-- PROBLEM TO SOLVE --
Each line from the one holding "use crate::config::Config;" to the end of the data below must be output verbatim, with no other lines.

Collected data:
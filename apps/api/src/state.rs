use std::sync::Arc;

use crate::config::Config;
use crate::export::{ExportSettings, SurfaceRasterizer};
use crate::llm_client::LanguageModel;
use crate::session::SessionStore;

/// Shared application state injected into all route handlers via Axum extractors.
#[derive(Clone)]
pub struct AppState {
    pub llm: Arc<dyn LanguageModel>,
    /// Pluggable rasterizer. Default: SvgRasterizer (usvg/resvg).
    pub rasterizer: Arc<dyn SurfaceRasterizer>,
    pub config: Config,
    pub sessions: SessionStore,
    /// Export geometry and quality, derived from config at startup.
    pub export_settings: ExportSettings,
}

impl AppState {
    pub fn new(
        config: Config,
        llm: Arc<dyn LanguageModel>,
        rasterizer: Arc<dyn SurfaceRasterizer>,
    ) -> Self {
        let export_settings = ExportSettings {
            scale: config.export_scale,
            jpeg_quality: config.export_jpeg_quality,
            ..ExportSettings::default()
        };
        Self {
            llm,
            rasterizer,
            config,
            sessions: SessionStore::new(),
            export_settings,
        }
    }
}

-- ANSWER TO THE PROBLEM --
use crate::config::Config;
use crate::export::{ExportSettings, SurfaceRasterizer};
use crate::llm_client::LanguageModel;
use crate::session::SessionStore;

/// Shared application state injected into all route handlers via Axum extractors.
#[derive(Clone)]
pub struct AppState {
    pub llm: Arc<dyn LanguageModel>,
    /// Pluggable rasterizer. Default: SvgRasterizer (usvg/resvg).
    pub rasterizer: Arc<dyn SurfaceRasterizer>,
    pub config: Config,
    pub sessions: SessionStore,
    /// Export geometry and quality, derived from config at startup.
    pub export_settings: ExportSettings,
}

impl AppState {
    pub fn new(
        config: Config,
        llm: Arc<dyn LanguageModel>,
        rasterizer: Arc<dyn SurfaceRasterizer>,
    ) -> Self {
        let export_settings = ExportSettings {
            scale: config.export_scale,
            jpeg_quality: config.export_jpeg_quality,
            ..ExportSettings::default()
        };
        Self {
            llm,
            rasterizer,
            config,
            sessions: SessionStore::new(),
            export_settings,
        }
    }
}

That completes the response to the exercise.